Top of Source data

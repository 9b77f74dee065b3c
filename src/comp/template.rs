/// 範圍模板與地圖觸發點
///
/// 模板由一次拖曳決定：起點為原點，拖曳距離決定大小，錐形方向指向終點。
use serde::{Deserialize, Serialize};

use crate::comp::Token;
use crate::config::VisionSetting;
use crate::vision::{angle_to, is_point_in_circle, is_point_in_cone, is_point_in_rect, Point, Rect};

#[derive(Debug, Clone, Copy, PartialEq, Eq, Serialize, Deserialize)]
#[serde(rename_all = "camelCase")]
pub enum TemplateKind {
    Circle,
    /// 以原點為中心、半邊長為拖曳距離的正方形
    Cube,
    Cone,
}

#[derive(Debug, Clone, Copy, PartialEq, Serialize, Deserialize)]
pub struct AreaTemplate {
    pub kind: TemplateKind,
    pub origin: Point,
    pub end: Point,
    /// 錐形張角（弧度）
    pub cone_spread: f64,
}

impl AreaTemplate {
    pub fn new(kind: TemplateKind, origin: Point, end: Point, cone_spread: f64) -> Self {
        Self { kind, origin, end, cone_spread }
    }

    /// 錐形張角取自設定
    pub fn from_setting(kind: TemplateKind, origin: Point, end: Point, setting: &VisionSetting) -> Self {
        Self::new(kind, origin, end, setting.cone_spread_radians())
    }

    pub fn size(&self) -> f64 {
        self.origin.distance(self.end)
    }

    pub fn contains(&self, point: Point) -> bool {
        let size = self.size();
        match self.kind {
            TemplateKind::Circle => is_point_in_circle(point, self.origin, size),
            TemplateKind::Cube => is_point_in_rect(point, &Rect::centered(self.origin, size)),
            TemplateKind::Cone => {
                let direction = angle_to(self.origin, self.end);
                is_point_in_cone(point, self.origin, size, direction, self.cone_spread)
            }
        }
    }

    /// 中心落在範圍內的棋子
    pub fn tokens_inside<'a>(&self, tokens: impl IntoIterator<Item = &'a Token>, scale: f64) -> Vec<String> {
        tokens
            .into_iter()
            .filter(|token| self.contains(token.center(scale)))
            .map(|token| token.id.clone())
            .collect()
    }
}

/// 圓形觸發點
#[derive(Debug, Clone, PartialEq, Serialize, Deserialize)]
#[serde(rename_all = "camelCase")]
pub struct MapTrigger {
    pub id: String,
    pub x: f64,
    pub y: f64,
    pub radius: f64,
    /// 觸發時送出的系統訊息
    #[serde(default)]
    pub chat_message: Option<String>,
}

impl MapTrigger {
    pub fn new(id: impl Into<String>, x: f64, y: f64, radius: f64) -> Self {
        Self { id: id.into(), x, y, radius, chat_message: None }
    }

    pub fn contains(&self, point: Point) -> bool {
        is_point_in_circle(point, Point::new(self.x, self.y), self.radius)
    }
}

/// 第一個包含此點的觸發點
pub fn first_trigger_at(triggers: &[MapTrigger], point: Point) -> Option<&MapTrigger> {
    triggers.iter().find(|trigger| trigger.contains(point))
}

#[cfg(test)]
mod tests {
    use super::*;
    use vek::Vec2;

    fn spread() -> f64 {
        53.1_f64.to_radians()
    }

    #[test]
    fn circle_template_uses_drag_distance() {
        let t = AreaTemplate::new(TemplateKind::Circle, Vec2::new(0.0, 0.0), Vec2::new(30.0, 40.0), spread());
        assert_eq!(t.size(), 50.0);
        assert!(t.contains(Vec2::new(0.0, 50.0)));
        assert!(!t.contains(Vec2::new(0.0, 50.5)));
    }

    #[test]
    fn cube_template_is_centered() {
        let t = AreaTemplate::new(TemplateKind::Cube, Vec2::new(100.0, 100.0), Vec2::new(110.0, 100.0), spread());
        assert!(t.contains(Vec2::new(90.0, 110.0)));
        assert!(t.contains(Vec2::new(110.0, 90.0)));
        assert!(!t.contains(Vec2::new(111.0, 100.0)));
    }

    #[test]
    fn cone_template_points_at_drag_end() {
        let t = AreaTemplate::new(TemplateKind::Cone, Vec2::new(0.0, 0.0), Vec2::new(0.0, 100.0), spread());
        assert!(t.contains(Vec2::new(0.0, 50.0)));
        assert!(t.contains(Vec2::new(10.0, 80.0)));
        assert!(!t.contains(Vec2::new(0.0, -50.0)));
        assert!(!t.contains(Vec2::new(60.0, 60.0)));
    }

    #[test]
    fn cone_spread_comes_from_setting() {
        let origin = Vec2::new(0.0, 0.0);
        let end = Vec2::new(100.0, 0.0);
        // 與方向夾 30 度：預設 53.1 度的半角之外，90 度的半角之內
        let edge = Vec2::new(30.0_f64.to_radians().cos(), 30.0_f64.to_radians().sin()) * 50.0;

        let default = AreaTemplate::from_setting(TemplateKind::Cone, origin, end, &VisionSetting::default());
        assert!((default.cone_spread - spread()).abs() < 1e-12);
        assert!(!default.contains(edge));

        let wide = VisionSetting { cone_spread_degrees: 90.0, ..VisionSetting::default() };
        let t = AreaTemplate::from_setting(TemplateKind::Cone, origin, end, &wide);
        assert!(t.contains(edge));
    }

    #[test]
    fn tokens_inside_uses_cell_centers() {
        let tokens = vec![
            Token::new("near", 0.0, 0.0),
            Token::new("far", 10.0, 10.0),
        ];
        let t = AreaTemplate::new(TemplateKind::Circle, Vec2::new(0.0, 0.0), Vec2::new(40.0, 0.0), spread());
        // near 的中心是 (25, 25)
        assert_eq!(t.tokens_inside(&tokens, 50.0), vec!["near".to_string()]);
    }

    #[test]
    fn trigger_lookup() {
        let triggers = vec![
            MapTrigger::new("trap", 0.0, 0.0, 10.0),
            MapTrigger::new("door", 100.0, 0.0, 20.0),
        ];
        assert_eq!(first_trigger_at(&triggers, Vec2::new(90.0, 5.0)).map(|t| t.id.as_str()), Some("door"));
        assert_eq!(first_trigger_at(&triggers, Vec2::new(10.0, 0.0)).map(|t| t.id.as_str()), Some("trap"));
        assert!(first_trigger_at(&triggers, Vec2::new(50.0, 0.0)).is_none());
    }
}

Bottom of Source data

* _Directions_
What is needed is a copy of every line above in which "PartialEq" appears.

* _Result of the exercise_
#[derive(Debug, Clone, Copy, PartialEq, Eq, Serialize, Deserialize)]
#[derive(Debug, Clone, Copy, PartialEq, Serialize, Deserialize)]
#[derive(Debug, Clone, PartialEq, Serialize, Deserialize)]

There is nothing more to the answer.